Saved data entries:
--- START ---

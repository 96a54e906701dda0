//! # Pulser Core
//!
//! A discrete-event simulator for pulse-based logic networks.
//!
//! This library provides:
//! - A line-oriented language for describing module wirings
//! - Three module kinds (broadcaster, flip-flop, conjunction) dispatched
//!   as a closed sum type
//! - A breadth-first press loop that propagates one button press to
//!   quiescence
//! - Pulse counting and per-module first-trigger observation, with an
//!   LCM-based period resolver on top
//!
//! ## Architecture
//!
//! The library is organized into several modules:
//!
//! - [`dsl`] - Parser for the wiring description language
//! - [`circuit`] - Network representation and validation
//! - [`modules`] - Module models (broadcaster, flip-flop, conjunction)
//! - [`sim`] - Press loop, analyzer, and period resolver
//!
//! ## Usage
//!
//! ```
//! use pulser_core::{Analyzer, Circuit, Propagator};
//!
//! let wiring = "\
//! broadcaster -> a, b, c
//! %a -> b
//! %b -> c
//! %c -> inv
//! &inv -> a";
//!
//! let circuit = Circuit::build(wiring.lines()).unwrap();
//! let mut propagator = Propagator::new(circuit);
//!
//! let mut analyzer = Analyzer::new();
//! propagator.press(Some(&mut analyzer)).unwrap();
//! assert_eq!(analyzer.counts(), (8, 4));
//! ```
//!
//! ## Simulation Method
//!
//! A press injects a single low pulse at the `broadcaster` module and
//! drains a FIFO queue of `(source, pulse, destination)` events. Modules
//! react in strict arrival order - breadth-first, which matters because
//! a conjunction's output depends on which of its inputs was most recent
//! at the instant of delivery. Module state is mutated in place and
//! persists across presses; that persistence is what the periodicity
//! measurement observes.

pub mod circuit;
pub mod dsl;
pub mod error;
pub mod modules;
pub mod sim;

// Re-export main types for convenience
pub use circuit::{validate_circuit, Circuit, Pulse, BROADCASTER, BUTTON};
pub use error::{PulserError, Result};
pub use sim::{resolve_period, Analyzer, PeriodMeasurement, Propagator, PropagatorConfig};

/// Press count used by the aggregate measurement.
pub const DEFAULT_PRESSES: usize = 1000;
//! Parsed representation of a wiring description.

/// The three module kinds a wiring line can declare.
#[derive(Debug, Clone, Copy, PartialEq, Eq)]
pub enum ModuleKind {
    /// The entry module, declared by the literal name `broadcaster`
    Broadcaster,
    /// Declared with a `%` prefix
    FlipFlop,
    /// Declared with a `&` prefix
    Conjunction,
}

/// One parsed wiring line: a named module and its declared destinations.
#[derive(Debug, Clone)]
pub struct ModuleDef {
    /// Module name with the kind prefix stripped
    pub name: String,
    /// Kind derived from the declaration prefix
    pub kind: ModuleKind,
    /// Destination names in declaration order
    pub destinations: Vec<String>,
    /// 1-based source line, for error reporting
    pub line: usize,
}

/// A complete parsed wiring description.
#[derive(Debug, Clone, Default)]
pub struct WiringAst {
    /// Module definitions in declaration order
    pub modules: Vec<ModuleDef>,
}

impl WiringAst {
    /// Create an empty wiring description.
    pub fn new() -> Self {
        Self::default()
    }
}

--- END ---

== PROMPT ==
Your answer is a single number: the count of lines in the records holding the string "loop".

== ANSWER TO THIS TASK ==
2